The six randomly selected DEGs were quantified and verified by quantitative real-time PCR (qRT-PCR). The primers were designed according to the sequencing data by Primer 5.0 (Table S1). The RNA was got from the samples treated at 38/30 °C (day/night) after 0, 6, 12, 24, 48, 72, 96, and 120 h. Reverse cDNA was also synthesised using PrimeScriptTM RT Reagent Kit (Takara). The qRT-PCR was conducted by Eppendorf Mastercycler ep realplex. The actin gene of pakchoi was used as an internal control to normalise the expression levels, and all experiments were conducted in triplicate (Xu et al. 2013). The reaction was performed in a total 20 μL volume, which contained 10 μL 2× SYBR real-time PCR premixture (Takara), 1 μL diluted cDNA mix, and 0.4 μL of each primer (10 mM). The thermal profile for the SYBR Green RT-PCR was set as 95 °C for 4 min, then 35 cycles of 95 °C for 15 s, 57 °C for 15 s, and 72 °C for 25 s. The expression levels of each gene were analysed by the comparative CT method (2−ΔΔCT method) (Livak and Schmittgen 2001).

Results

RNA-Seq and de novo assembly of pakchoi transcriptome

To obtain an overview of the pakchoi transcriptome under high-temperature treatment, we constructed and sequenced two libraries from the heat-treated (TH) and control (CK) groups. A large number of datasets were generated by Illumina HiSeq 2000 when the two pakchoi cDNA libraries (TH and CK) were sequenced. According to the Illumina RNA transcriptome sequencing, a sequence can generate 2 × 101 base pairs (bp) from each paired-end (PE) of a cDNA fragment. In total, there were 40,879,145 and 23,413,471 raw reads in the TH and CK groups, respectively (Table 1). We used stringent criteria for quality control by removing the low- quality reads. After filtering, the base quality of the reads was checked and analysed using FastQC. The results showed that the quality of bases in the middle of the reads was larger than that of the two ends of the reads (Figure S2a). However, the quality of most bases was larger than 32 (Q > 32), and the quality of most reads was approximately 37 (Figure S2a, b). In addition, we checked the percentages of A, T, C, and G in each clean read. The results showed that these percentages in the middle and 3′ ends were relatively stable, and there were only fluctuations at the 5′ ends (Figure S3a). Furthermore, the curve of the measured mean GC content was highly consistent with the expected value (Figure S3b). Therefore, the clean reads were of high quality and could be used for further assembly and analyses. In total, 34,803,854 (TH) and 19,635,919 (CK) high-quality, clean paired-end sequencing reads with a total of 6721,791,428 and 3,795,416,203 nucleotides were obtained for the two libraries, respectively (Table 1).

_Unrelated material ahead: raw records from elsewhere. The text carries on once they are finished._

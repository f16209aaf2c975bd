//! Syntactic validation of submitted login credentials.
//!
//! Runs before any hashing or store lookup so malformed input is rejected
//! cheaply and without revealing whether a lookup would have happened.

use std::fmt;
use std::sync::LazyLock;

use regex::Regex;
use serde::Deserialize;

use crate::error::AuthError;

// ---------------------------------------------------------------------------
// Constants
// ---------------------------------------------------------------------------

/// Default minimum login id length in characters.
pub const DEFAULT_MIN_LOGIN_LENGTH: usize = 3;

/// Default maximum login id length in characters.
pub const DEFAULT_MAX_LOGIN_LENGTH: usize = 64;

/// Default minimum password length in characters.
pub const DEFAULT_MIN_PASSWORD_LENGTH: usize = 12;

/// Upper bound on password size in bytes; keeps hashing cost bounded.
pub const MAX_PASSWORD_BYTES: usize = 1024;

/// Login ids start with an alphanumeric and continue with `[A-Za-z0-9._@-]`.
pub const LOGIN_ID_PATTERN: &str = r"^[A-Za-z0-9][A-Za-z0-9._@-]*$";

static LOGIN_ID_RE: LazyLock<Regex> =
    LazyLock::new(|| Regex::new(LOGIN_ID_PATTERN).expect("valid regex"));

// ---------------------------------------------------------------------------
// Types
// ---------------------------------------------------------------------------

/// Raw login credentials as submitted by a caller. Never persisted.
#[derive(Clone, Deserialize)]
pub struct Credentials {
    pub login_id: String,
    pub password: String,
}

impl Credentials {
    pub fn new(login_id: impl Into<String>, password: impl Into<String>) -> Self {
        Self {
            login_id: login_id.into(),
            password: password.into(),
        }
    }
}

impl fmt::Debug for Credentials {
    fn fmt(&self, f: &mut fmt::Formatter<'_>) -> fmt::Result {
        f.debug_struct("Credentials")
            .field("login_id", &self.login_id)
            .field("password", &"<redacted>")
            .finish()
    }
}

/// Tunable limits applied by [`CredentialValidator`].
#[derive(Debug, Clone, PartialEq, Eq)]
pub struct CredentialPolicy {
    pub min_login_length: usize,
    pub max_login_length: usize,
    pub min_password_length: usize,
    /// Minimum number of distinct character classes (lowercase, uppercase,
    /// digit, other). `1` effectively disables the diversity check.
    pub min_password_classes: usize,
}

impl Default for CredentialPolicy {
    fn default() -> Self {
        Self {
            min_login_length: DEFAULT_MIN_LOGIN_LENGTH,
            max_login_length: DEFAULT_MAX_LOGIN_LENGTH,
            min_password_length: DEFAULT_MIN_PASSWORD_LENGTH,
            min_password_classes: 1,
        }
    }
}

/// Pure, synchronous credential format checks.
#[derive(Debug, Clone, Default)]
pub struct CredentialValidator {
    policy: CredentialPolicy,
}

// ---------------------------------------------------------------------------
// Validation
// ---------------------------------------------------------------------------

impl CredentialValidator {
    pub fn new(policy: CredentialPolicy) -> Self {
        Self { policy }
    }

    pub fn policy(&self) -> &CredentialPolicy {
        &self.policy
    }

    /// Validate both the login id and the password.
    pub fn validate(&self, credentials: &Credentials) -> Result<(), AuthError> {
        self.validate_login_id(&credentials.login_id)?;
        self.validate_password(&credentials.password)
    }

    pub fn validate_login_id(&self, login_id: &str) -> Result<(), AuthError> {
        let len = login_id.chars().count();
        if len < self.policy.min_login_length {
            return Err(invalid(format!(
                "Login id must be at least {} characters long",
                self.policy.min_login_length
            )));
        }
        if len > self.policy.max_login_length {
            return Err(invalid(format!(
                "Login id must be at most {} characters long",
                self.policy.max_login_length
            )));
        }
        if !LOGIN_ID_RE.is_match(login_id) {
            return Err(invalid(
                "Login id may only contain letters, digits, '.', '_', '@' and '-', \
                 and must start with a letter or digit"
                    .to_string(),
            ));
        }
        Ok(())
    }

    pub fn validate_password(&self, password: &str) -> Result<(), AuthError> {
        let min = self.policy.min_password_length;
        if password.chars().count() < min {
            return Err(invalid(format!(
                "Password must be at least {min} characters long"
            )));
        }
        if password.len() > MAX_PASSWORD_BYTES {
            return Err(invalid(format!(
                "Password must be at most {MAX_PASSWORD_BYTES} bytes long"
            )));
        }
        let classes = character_classes(password);
        if classes < self.policy.min_password_classes {
            return Err(invalid(format!(
                "Password must mix at least {} of: lowercase, uppercase, digits, symbols",
                self.policy.min_password_classes
            )));
        }
        Ok(())
    }
}

fn invalid(msg: String) -> AuthError {
    AuthError::InvalidCredentialsFormat(msg)
}

/// Count the distinct character classes present in `password`.
fn character_classes(password: &str) -> usize {
    let mut lower = false;
    let mut upper = false;
    let mut digit = false;
    let mut other = false;
    for c in password.chars() {
        if c.is_lowercase() {
            lower = true;
        } else if c.is_uppercase() {
            upper = true;
        } else if c.is_ascii_digit() {
            digit = true;
        } else {
            other = true;
        }
    }
    [lower, upper, digit, other].iter().filter(|&&b| b).count()
}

Table 1 Statistics of sequencing data for heat-treated (TH) and control (CK) libraries in pakchoi

The two libraries reads were combined to assemble the pakchoi transcriptome. After the first assembly step, a total of 169,324 contigs were obtained with a total length over 58.01 Mb (Table 2). The contig size was 343 bp averagely, and contig N50 was 616 bp. Most contigs (61 %) were less than 200 bp, while only 14 % of the contigs were more than 500 bp (Figure S4). The contigs were joined into 94,808 genes with length of 851 bp and total length of 80.68 Mb (Table 2). Forty-seven percent of the transcripts were between 500 and 2000 bp in length, and 8 % of the transcripts had lengths over 2000 bp (Fig. 1a). Finally, 32,666 unigenes got after combining the transcripts, with the length of more than 33.39 Mb. The unigene length was 1022 bp averagely, and N50 was 1405 bp (Table 2). Sixty percent of the unigenes were between 500 and 2000 bp in length, and 10 % of the unigenes were larger than 2000 bp (Fig. 1b). Therefore, the quality of this assembled unigenes was credible and accurate.

Table 2 Statistical summary of the contigs, transcripts, and unigenes for the de novo assembly
Fig. 1
figure 1

Length distributions and statistical analyses. a Transcripts; b unigenes

Classification and function annotation of the unigenes in pakchoi

All 32,666 unigenes were annotated according to Nr, KEGG, GO, and eggNOG databases using the BLAST program (E value <10−5). Most genes significantly matched in at least one of these databases. For example, the eggNOG analysis revealed 25,946 unigenes with significant homology, which were then assigned to the appropriate eggNOG functional categories. The eggNOG database is used to divide the genes into several categories based on the protein function and the domain. The eggNOG annotation results showed that the unigenes were classified into 26 functional categories (Figure S5; Table S2). However, most unigenes belonged to the “function unknown” and “general function prediction only” categories (26.49 and 15.79 %, respectively), followed by “signal transduction mechanisms” (8.05 %), “post translational modification, protein turnover, and chaperones” (7.44 %), and “transcription” (5.10 %). These annotations will provide rich valuable resources for studying the specific processes and pathways involved in heat stress in pakchoi or other related species.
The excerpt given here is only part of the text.